--- Data records Enclosed Below ---

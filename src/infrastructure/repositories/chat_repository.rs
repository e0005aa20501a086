use async_openai::{
    config::OpenAIConfig,
    types::{
        ChatCompletionRequestSystemMessageArgs, ChatCompletionRequestUserMessageArgs,
        CreateChatCompletionRequestArgs,
    },
    Client,
};
use async_trait::async_trait;
use std::sync::Arc;

/// One instruction-following completion request
#[derive(Debug, Clone, PartialEq)]
pub struct ChatRequest {
    pub system_prompt: String,
    pub user_message: String,
    pub max_tokens: u32,
    pub temperature: f32,
}

/// Repository for the hosted chat-completion model
#[async_trait]
pub trait ChatRepository: Send + Sync {
    /// Returns the assistant's reply text, or the provider's error detail
    async fn complete(&self, request: ChatRequest) -> Result<String, String>;
}

/// OpenAI-compatible chat completions implementation
pub struct OpenAiChatRepository {
    client: Arc<Client<OpenAIConfig>>,
    model: String,
}

impl OpenAiChatRepository {
    pub fn new(client: Arc<Client<OpenAIConfig>>, model: String) -> Self {
        Self { client, model }
    }
}

#[async_trait]
impl ChatRepository for OpenAiChatRepository {
    async fn complete(&self, request: ChatRequest) -> Result<String, String> {
        let start_time = std::time::Instant::now();

        let system = ChatCompletionRequestSystemMessageArgs::default()
            .content(request.system_prompt.as_str())
            .build()
            .map_err(|e| format!("Invalid system message: {}", e))?;
        let user = ChatCompletionRequestUserMessageArgs::default()
            .content(request.user_message.as_str())
            .build()
            .map_err(|e| format!("Invalid user message: {}", e))?;

        let completion_request = CreateChatCompletionRequestArgs::default()
            .model(&self.model)
            .max_tokens(request.max_tokens)
            .temperature(request.temperature)
            .messages([system.into(), user.into()])
            .build()
            .map_err(|e| format!("Invalid chat request: {}", e))?;

        let response = self
            .client
            .chat()
            .create(completion_request)
            .await
            .map_err(|e| {
                tracing::error!(
                    error = %e,
                    model = %self.model,
                    message_length = request.user_message.len(),
                    "Chat completion call failed"
                );
                format!("Chat completion error: {}", e)
            })?;

        let text = response
            .choices
            .into_iter()
            .next()
            .and_then(|choice| choice.message.content)
            .ok_or_else(|| "Chat completion returned no content".to_string())?;

        tracing::info!(
            model = %self.model,
            latency_ms = start_time.elapsed().as_millis(),
            max_tokens = request.max_tokens,
            reply_length = text.len(),
            "Chat completion received"
        );

        Ok(text)
    }
}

--- End of Enclosed Data records ---

◆ **About this exercise**
From the entries above, list each line with "error" in it.

◆ **Solved problem**
    /// Returns the assistant's reply text, or the provider's error detail
                tracing::error!(
                    error = %e,
                format!("Chat completion error: {}", e)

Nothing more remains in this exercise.